- _Work required_: Repeat the lines from the line with "pub mod editor;" to the line with "use std::hint::black_box;" in the listing below, keeping both end lines and adding nothing.

===============

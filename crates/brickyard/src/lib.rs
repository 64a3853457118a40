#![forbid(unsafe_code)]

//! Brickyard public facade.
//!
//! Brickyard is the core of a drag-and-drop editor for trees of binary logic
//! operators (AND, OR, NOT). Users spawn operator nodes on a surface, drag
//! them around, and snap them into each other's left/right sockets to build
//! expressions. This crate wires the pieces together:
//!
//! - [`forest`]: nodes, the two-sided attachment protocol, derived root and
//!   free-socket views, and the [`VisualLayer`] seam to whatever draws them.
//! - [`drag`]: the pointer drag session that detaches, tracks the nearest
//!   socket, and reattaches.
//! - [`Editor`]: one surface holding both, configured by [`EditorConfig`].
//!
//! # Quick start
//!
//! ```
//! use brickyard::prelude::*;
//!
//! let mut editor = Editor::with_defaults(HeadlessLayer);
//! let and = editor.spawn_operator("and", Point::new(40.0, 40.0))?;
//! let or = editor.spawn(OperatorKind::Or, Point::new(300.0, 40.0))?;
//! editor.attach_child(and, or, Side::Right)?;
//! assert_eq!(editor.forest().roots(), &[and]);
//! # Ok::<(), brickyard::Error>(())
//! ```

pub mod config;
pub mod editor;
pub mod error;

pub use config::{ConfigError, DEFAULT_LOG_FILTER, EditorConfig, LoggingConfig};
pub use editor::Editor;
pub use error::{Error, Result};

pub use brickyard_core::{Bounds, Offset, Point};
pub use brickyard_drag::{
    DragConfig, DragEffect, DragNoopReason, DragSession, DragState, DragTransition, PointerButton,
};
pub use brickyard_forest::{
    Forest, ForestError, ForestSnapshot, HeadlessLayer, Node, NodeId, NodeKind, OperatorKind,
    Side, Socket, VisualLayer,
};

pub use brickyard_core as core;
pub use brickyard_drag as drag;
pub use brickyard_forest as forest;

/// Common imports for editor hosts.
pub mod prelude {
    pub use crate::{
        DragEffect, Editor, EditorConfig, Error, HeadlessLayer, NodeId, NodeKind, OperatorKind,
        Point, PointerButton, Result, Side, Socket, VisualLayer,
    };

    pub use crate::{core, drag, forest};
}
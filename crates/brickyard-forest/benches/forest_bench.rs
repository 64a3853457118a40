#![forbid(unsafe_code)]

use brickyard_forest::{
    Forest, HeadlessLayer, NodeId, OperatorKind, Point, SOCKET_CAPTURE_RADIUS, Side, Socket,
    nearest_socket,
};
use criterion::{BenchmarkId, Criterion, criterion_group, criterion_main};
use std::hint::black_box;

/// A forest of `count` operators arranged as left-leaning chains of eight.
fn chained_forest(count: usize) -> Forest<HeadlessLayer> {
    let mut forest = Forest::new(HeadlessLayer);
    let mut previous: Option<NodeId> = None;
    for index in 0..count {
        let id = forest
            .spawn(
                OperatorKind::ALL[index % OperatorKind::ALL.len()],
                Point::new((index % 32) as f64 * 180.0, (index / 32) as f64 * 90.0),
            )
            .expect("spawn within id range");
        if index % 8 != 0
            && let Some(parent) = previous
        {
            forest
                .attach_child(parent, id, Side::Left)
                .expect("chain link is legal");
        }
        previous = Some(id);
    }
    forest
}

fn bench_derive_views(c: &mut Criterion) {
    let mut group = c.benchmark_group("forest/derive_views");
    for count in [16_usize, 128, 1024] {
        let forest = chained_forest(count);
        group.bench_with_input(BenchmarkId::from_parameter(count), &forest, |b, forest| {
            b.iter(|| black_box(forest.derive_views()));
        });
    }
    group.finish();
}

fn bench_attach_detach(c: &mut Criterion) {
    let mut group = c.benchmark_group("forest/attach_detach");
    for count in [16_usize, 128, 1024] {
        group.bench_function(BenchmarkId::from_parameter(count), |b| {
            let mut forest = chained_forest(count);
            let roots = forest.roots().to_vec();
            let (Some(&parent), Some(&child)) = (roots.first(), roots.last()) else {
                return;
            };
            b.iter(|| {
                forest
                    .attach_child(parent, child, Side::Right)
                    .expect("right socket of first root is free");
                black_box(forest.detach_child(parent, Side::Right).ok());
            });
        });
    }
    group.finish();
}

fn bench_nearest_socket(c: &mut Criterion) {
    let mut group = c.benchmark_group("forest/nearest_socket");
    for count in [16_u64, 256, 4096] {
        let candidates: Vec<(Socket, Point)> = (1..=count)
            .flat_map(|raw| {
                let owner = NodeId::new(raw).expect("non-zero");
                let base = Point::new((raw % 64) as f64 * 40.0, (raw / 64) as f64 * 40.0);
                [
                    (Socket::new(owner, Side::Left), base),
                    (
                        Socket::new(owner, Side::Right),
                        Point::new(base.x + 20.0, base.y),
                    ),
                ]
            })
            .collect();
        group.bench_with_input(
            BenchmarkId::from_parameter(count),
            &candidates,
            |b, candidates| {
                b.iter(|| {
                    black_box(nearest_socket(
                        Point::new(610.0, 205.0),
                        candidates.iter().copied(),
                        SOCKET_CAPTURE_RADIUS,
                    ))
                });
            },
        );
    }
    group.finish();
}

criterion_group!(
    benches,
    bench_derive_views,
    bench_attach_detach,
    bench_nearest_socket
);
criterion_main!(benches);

===============

- _Answer to the problem_:
pub mod editor;
pub mod error;

pub use config::{ConfigError, DEFAULT_LOG_FILTER, EditorConfig, LoggingConfig};
pub use editor::Editor;
pub use error::{Error, Result};

pub use brickyard_core::{Bounds, Offset, Point};
pub use brickyard_drag::{
    DragConfig, DragEffect, DragNoopReason, DragSession, DragState, DragTransition, PointerButton,
};
pub use brickyard_forest::{
    Forest, ForestError, ForestSnapshot, HeadlessLayer, Node, NodeId, NodeKind, OperatorKind,
    Side, Socket, VisualLayer,
};

pub use brickyard_core as core;
pub use brickyard_drag as drag;
pub use brickyard_forest as forest;

/// Common imports for editor hosts.
pub mod prelude {
    pub use crate::{
        DragEffect, Editor, EditorConfig, Error, HeadlessLayer, NodeId, NodeKind, OperatorKind,
        Point, PointerButton, Result, Side, Socket, VisualLayer,
    };

    pub use crate::{core, drag, forest};
}
filename crates/brickyard-forest/benches/forest_bench.rs
repository 64a3853457118a40
#![forbid(unsafe_code)]

use brickyard_forest::{
    Forest, HeadlessLayer, NodeId, OperatorKind, Point, SOCKET_CAPTURE_RADIUS, Side, Socket,
    nearest_socket,
};
use criterion::{BenchmarkId, Criterion, criterion_group, criterion_main};
use std::hint::black_box;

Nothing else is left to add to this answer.